WHAT YOU WILL DO:
Every entry has to be output exactly, with none skipped.

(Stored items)

--------------------

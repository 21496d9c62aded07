// YouTube adapter backed by the Data API v3 (channels.list).

use async_trait::async_trait;
use snsfetch_common::{AccountInfo, Platform};
use tracing::info;
use youtube_data_client::{ChannelListResponse, ChannelLookup, YouTubeApiError, YouTubeDataClient};

use super::PlatformAdapter;
use crate::error::{AccountError, Result};

pub struct YouTubeApiAdapter {
    client: YouTubeDataClient,
}

impl YouTubeApiAdapter {
    pub fn new(api_key: Option<&str>) -> Result<Self> {
        let key = require_key(api_key)?;
        Ok(Self {
            client: YouTubeDataClient::new(key).map_err(|e| {
                AccountError::Internal(format!("failed to build YouTube client: {e}"))
            })?,
        })
    }

    pub fn with_base_url(base_url: &str, api_key: Option<&str>) -> Result<Self> {
        let key = require_key(api_key)?;
        Ok(Self {
            client: YouTubeDataClient::with_base_url(base_url, key).map_err(|e| {
                AccountError::Internal(format!("failed to build YouTube client: {e}"))
            })?,
        })
    }
}

fn require_key(api_key: Option<&str>) -> Result<String> {
    match api_key.map(str::trim) {
        Some(key) if !key.is_empty() => Ok(key.to_string()),
        _ => Err(AccountError::Configuration(
            "YouTube API key is not configured".to_string(),
        )),
    }
}

#[async_trait]
impl PlatformAdapter for YouTubeApiAdapter {
    fn platform(&self) -> Platform {
        Platform::YouTube
    }

    /// Handles are passed to `forHandle` as given; the API accepts them with
    /// or without "@".
    fn normalize_identifier(&self, raw: &str) -> String {
        raw.trim().to_string()
    }

    async fn fetch_account(&self, identifier: &str) -> Result<AccountInfo> {
        let identifier = self.normalize_identifier(identifier);
        let lookup = ChannelLookup::from_identifier(&identifier);
        info!(identifier = %identifier, ?lookup, "youtube: fetching channel via API");

        let response = match self.client.list_channels(lookup).await {
            Ok(response) => response,
            Err(YouTubeApiError::Api { status: 404, .. }) => {
                return Err(AccountError::NotFound(identifier));
            }
            Err(e) => return Err(e.into()),
        };

        account_from_channels(response, &identifier)
    }
}

fn account_from_channels(response: ChannelListResponse, identifier: &str) -> Result<AccountInfo> {
    let channel = response
        .items
        .into_iter()
        .next()
        .ok_or_else(|| AccountError::NotFound(identifier.to_string()))?;

    let stats = channel.statistics;
    Ok(AccountInfo {
        account_id: channel.id,
        account_name: channel.snippet.title,
        followers_count: lenient_u64(stats.subscriber_count.as_deref()),
        // Channels have no following concept.
        following_count: 0,
        post_count: stats
            .video_count
            .as_deref()
            .and_then(|v| v.trim().parse().ok()),
        platform: Platform::YouTube,
    })
}

fn lenient_u64(value: Option<&str>) -> u64 {
    value.and_then(|v| v.trim().parse().ok()).unwrap_or(0)
}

--------------------

SOLVED PROBLEM:
repository 21496d9c62aded07
// YouTube adapter backed by the Data API v3 (channels.list).

use async_trait::async_trait;
use snsfetch_common::{AccountInfo, Platform};
use tracing::info;
use youtube_data_client::{ChannelListResponse, ChannelLookup, YouTubeApiError, YouTubeDataClient};

use super::PlatformAdapter;
use crate::error::{AccountError, Result};

pub struct YouTubeApiAdapter {
    client: YouTubeDataClient,
}

impl YouTubeApiAdapter {
    pub fn new(api_key: Option<&str>) -> Result<Self> {
        let key = require_key(api_key)?;
        Ok(Self {
            client: YouTubeDataClient::new(key).map_err(|e| {
                AccountError::Internal(format!("failed to build YouTube client: {e}"))
            })?,
        })
    }

    pub fn with_base_url(base_url: &str, api_key: Option<&str>) -> Result<Self> {
        let key = require_key(api_key)?;
        Ok(Self {
            client: YouTubeDataClient::with_base_url(base_url, key).map_err(|e| {
                AccountError::Internal(format!("failed to build YouTube client: {e}"))
            })?,
        })
    }
}

fn require_key(api_key: Option<&str>) -> Result<String> {
    match api_key.map(str::trim) {
        Some(key) if !key.is_empty() => Ok(key.to_string()),
        _ => Err(AccountError::Configuration(
            "YouTube API key is not configured".to_string(),
        )),
    }
}

#[async_trait]
impl PlatformAdapter for YouTubeApiAdapter {
    fn platform(&self) -> Platform {
        Platform::YouTube
    }

    /// Handles are passed to `forHandle` as given; the API accepts them with
    /// or without "@".
    fn normalize_identifier(&self, raw: &str) -> String {
        raw.trim().to_string()
    }

    async fn fetch_account(&self, identifier: &str) -> Result<AccountInfo> {
        let identifier = self.normalize_identifier(identifier);
        let lookup = ChannelLookup::from_identifier(&identifier);
        info!(identifier = %identifier, ?lookup, "youtube: fetching channel via API");

        let response = match self.client.list_channels(lookup).await {
            Ok(response) => response,
            Err(YouTubeApiError::Api { status: 404, .. }) => {
                return Err(AccountError::NotFound(identifier));
            }
            Err(e) => return Err(e.into()),
        };

        account_from_channels(response, &identifier)
    }
}

fn account_from_channels(response: ChannelListResponse, identifier: &str) -> Result<AccountInfo> {
    let channel = response
        .items
        .into_iter()
        .next()
        .ok_or_else(|| AccountError::NotFound(identifier.to_string()))?;

    let stats = channel.statistics;
    Ok(AccountInfo {
        account_id: channel.id,
        account_name: channel.snippet.title,
        followers_count: lenient_u64(stats.subscriber_count.as_deref()),
        // Channels have no following concept.
        following_count: 0,
        post_count: stats
            .video_count
            .as_deref()
            .and_then(|v| v.trim().parse().ok()),
        platform: Platform::YouTube,
    })
}

fn lenient_u64(value: Option<&str>) -> u64 {
    value.and_then(|v| v.trim().parse().ok()).unwrap_or(0)
}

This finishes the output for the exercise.